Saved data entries
____

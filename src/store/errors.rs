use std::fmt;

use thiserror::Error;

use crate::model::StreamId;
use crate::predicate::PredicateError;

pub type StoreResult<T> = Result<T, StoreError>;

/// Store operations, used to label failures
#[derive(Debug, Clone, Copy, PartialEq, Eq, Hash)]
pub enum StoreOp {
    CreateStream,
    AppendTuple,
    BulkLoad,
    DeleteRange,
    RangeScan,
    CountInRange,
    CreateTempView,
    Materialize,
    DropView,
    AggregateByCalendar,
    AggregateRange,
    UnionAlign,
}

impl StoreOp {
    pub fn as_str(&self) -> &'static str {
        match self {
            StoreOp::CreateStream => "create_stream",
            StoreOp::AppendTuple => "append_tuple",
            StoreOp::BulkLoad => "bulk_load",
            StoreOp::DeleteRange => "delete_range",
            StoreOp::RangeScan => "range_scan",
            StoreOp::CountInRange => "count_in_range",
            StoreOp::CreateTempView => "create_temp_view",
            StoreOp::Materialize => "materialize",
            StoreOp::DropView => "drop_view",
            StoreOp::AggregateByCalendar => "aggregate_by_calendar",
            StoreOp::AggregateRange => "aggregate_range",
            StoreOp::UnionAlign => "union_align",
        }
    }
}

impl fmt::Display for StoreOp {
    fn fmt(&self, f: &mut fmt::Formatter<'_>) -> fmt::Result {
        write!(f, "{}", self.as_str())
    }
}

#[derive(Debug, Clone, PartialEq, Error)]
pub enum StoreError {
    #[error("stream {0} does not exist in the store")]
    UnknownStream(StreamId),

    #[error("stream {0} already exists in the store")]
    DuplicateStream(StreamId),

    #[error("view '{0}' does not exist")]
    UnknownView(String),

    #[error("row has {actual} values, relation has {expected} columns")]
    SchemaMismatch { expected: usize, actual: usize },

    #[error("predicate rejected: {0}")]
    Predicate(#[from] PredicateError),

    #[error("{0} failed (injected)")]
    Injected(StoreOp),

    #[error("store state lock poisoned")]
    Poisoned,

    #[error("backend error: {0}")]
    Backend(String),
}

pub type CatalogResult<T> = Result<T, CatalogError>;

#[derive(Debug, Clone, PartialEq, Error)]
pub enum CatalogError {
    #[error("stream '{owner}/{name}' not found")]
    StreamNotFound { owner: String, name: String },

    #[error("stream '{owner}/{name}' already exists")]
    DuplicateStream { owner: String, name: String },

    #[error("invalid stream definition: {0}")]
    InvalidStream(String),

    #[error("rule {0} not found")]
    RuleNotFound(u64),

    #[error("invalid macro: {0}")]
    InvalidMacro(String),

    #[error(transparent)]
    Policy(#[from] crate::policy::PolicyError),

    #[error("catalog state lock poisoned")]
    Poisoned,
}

____

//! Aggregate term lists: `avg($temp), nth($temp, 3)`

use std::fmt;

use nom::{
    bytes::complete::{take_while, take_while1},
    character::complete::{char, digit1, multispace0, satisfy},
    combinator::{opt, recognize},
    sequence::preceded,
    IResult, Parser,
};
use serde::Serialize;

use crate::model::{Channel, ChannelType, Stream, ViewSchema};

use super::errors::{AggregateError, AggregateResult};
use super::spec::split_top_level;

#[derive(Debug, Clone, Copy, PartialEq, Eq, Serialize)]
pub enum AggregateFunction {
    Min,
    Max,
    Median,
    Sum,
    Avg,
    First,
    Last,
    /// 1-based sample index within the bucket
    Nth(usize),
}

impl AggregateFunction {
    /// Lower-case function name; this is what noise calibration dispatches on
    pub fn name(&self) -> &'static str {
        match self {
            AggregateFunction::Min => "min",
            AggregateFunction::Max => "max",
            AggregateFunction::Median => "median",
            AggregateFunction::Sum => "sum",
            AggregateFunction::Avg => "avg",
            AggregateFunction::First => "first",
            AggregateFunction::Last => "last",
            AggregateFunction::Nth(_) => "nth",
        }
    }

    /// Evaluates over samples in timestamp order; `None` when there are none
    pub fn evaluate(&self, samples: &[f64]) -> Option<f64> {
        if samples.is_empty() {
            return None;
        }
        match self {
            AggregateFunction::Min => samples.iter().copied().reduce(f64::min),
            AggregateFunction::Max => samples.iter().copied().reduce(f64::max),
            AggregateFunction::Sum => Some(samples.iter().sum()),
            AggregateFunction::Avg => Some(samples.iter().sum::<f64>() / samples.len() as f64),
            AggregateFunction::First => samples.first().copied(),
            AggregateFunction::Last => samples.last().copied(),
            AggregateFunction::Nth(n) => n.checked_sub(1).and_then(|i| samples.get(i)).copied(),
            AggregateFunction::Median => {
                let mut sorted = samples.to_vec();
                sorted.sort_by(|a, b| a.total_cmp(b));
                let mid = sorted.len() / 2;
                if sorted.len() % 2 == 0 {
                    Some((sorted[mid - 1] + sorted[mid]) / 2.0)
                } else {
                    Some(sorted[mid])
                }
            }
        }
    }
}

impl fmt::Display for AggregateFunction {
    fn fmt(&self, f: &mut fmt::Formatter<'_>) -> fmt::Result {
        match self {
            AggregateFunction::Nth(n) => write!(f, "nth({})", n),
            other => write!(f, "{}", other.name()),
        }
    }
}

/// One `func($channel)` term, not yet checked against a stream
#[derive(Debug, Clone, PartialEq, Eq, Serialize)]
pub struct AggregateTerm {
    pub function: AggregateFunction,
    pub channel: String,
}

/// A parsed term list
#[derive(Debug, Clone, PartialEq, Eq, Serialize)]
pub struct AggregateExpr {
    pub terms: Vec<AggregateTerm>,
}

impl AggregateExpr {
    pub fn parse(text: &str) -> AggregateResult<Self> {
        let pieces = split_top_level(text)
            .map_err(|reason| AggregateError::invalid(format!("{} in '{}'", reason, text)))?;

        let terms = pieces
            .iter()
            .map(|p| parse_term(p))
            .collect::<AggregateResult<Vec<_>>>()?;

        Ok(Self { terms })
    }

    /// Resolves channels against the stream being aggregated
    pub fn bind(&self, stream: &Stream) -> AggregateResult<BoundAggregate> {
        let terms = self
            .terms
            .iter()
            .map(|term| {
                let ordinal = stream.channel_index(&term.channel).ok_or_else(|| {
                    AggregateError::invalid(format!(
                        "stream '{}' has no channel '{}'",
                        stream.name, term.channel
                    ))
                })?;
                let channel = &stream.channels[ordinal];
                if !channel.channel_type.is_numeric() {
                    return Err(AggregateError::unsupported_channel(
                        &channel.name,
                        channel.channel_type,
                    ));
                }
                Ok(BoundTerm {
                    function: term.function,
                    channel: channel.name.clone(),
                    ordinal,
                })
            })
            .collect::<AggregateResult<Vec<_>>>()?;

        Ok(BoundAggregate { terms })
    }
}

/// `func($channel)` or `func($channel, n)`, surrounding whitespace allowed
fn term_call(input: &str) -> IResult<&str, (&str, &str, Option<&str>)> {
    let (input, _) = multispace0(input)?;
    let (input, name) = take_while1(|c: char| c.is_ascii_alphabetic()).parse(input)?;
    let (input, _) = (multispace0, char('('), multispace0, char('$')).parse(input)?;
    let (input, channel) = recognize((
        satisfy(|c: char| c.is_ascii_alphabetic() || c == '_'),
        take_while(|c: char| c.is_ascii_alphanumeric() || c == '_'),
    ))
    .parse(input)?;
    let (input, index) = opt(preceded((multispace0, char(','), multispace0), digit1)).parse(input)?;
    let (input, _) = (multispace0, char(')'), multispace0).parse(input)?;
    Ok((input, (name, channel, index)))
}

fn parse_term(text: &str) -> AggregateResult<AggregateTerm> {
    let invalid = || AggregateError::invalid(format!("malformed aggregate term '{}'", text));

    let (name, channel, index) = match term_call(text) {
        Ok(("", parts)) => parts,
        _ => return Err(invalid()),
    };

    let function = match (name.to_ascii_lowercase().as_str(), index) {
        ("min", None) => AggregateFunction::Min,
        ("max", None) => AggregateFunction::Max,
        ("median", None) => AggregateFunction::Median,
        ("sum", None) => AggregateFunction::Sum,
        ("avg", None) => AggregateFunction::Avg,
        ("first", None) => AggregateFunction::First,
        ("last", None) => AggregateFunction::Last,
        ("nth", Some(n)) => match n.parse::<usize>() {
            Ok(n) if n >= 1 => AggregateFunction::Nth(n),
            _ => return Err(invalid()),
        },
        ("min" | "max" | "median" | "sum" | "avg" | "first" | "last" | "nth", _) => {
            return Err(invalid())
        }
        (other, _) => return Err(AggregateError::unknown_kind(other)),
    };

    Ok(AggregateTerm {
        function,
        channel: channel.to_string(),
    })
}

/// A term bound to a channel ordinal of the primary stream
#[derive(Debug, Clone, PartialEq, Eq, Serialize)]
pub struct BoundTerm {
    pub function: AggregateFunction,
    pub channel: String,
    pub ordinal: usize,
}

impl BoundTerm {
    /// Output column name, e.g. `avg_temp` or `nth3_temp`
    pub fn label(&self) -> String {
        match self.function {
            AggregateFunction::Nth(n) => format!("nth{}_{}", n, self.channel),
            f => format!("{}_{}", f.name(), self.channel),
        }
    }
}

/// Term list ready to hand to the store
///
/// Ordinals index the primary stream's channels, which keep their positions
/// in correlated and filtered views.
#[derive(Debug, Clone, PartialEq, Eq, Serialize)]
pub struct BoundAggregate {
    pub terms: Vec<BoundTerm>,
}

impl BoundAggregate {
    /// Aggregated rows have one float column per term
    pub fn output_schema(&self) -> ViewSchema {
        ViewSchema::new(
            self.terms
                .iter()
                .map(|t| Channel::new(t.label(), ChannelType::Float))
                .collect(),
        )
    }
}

____

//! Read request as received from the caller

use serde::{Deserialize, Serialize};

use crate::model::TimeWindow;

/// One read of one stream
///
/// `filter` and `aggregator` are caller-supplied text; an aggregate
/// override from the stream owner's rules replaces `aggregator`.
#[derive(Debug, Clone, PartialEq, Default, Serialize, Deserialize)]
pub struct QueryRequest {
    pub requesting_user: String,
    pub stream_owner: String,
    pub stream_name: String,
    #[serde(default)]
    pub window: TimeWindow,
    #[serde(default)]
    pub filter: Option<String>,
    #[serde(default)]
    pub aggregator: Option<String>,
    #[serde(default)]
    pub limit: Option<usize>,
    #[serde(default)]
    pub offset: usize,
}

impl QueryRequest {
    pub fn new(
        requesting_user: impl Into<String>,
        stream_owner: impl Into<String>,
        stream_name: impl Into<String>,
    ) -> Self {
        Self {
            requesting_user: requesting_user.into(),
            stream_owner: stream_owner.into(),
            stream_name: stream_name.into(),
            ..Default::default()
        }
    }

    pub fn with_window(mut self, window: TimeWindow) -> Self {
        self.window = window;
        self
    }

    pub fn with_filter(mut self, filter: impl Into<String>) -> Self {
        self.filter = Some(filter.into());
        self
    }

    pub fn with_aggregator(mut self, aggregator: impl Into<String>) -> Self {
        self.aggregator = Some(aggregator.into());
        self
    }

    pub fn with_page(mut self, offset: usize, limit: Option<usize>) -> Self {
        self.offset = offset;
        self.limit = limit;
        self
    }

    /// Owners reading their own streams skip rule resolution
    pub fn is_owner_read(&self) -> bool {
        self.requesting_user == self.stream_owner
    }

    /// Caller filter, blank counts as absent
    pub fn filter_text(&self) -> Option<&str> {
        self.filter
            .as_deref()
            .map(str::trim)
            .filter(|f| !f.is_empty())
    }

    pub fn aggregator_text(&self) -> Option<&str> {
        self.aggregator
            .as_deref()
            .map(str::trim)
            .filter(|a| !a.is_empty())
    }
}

____

▶ What to produce
Would you please repeat exactly the lines above, starting at the line with "pub fn with_window(mut" and stopping at the line with "pub fn with_aggregator(mut", both included?

▶ Problem solution
    pub fn with_window(mut self, window: TimeWindow) -> Self {
        self.window = window;
        self
    }

    pub fn with_filter(mut self, filter: impl Into<String>) -> Self {
        self.filter = Some(filter.into());
        self
    }

    pub fn with_aggregator(mut self, aggregator: impl Into<String>) -> Self {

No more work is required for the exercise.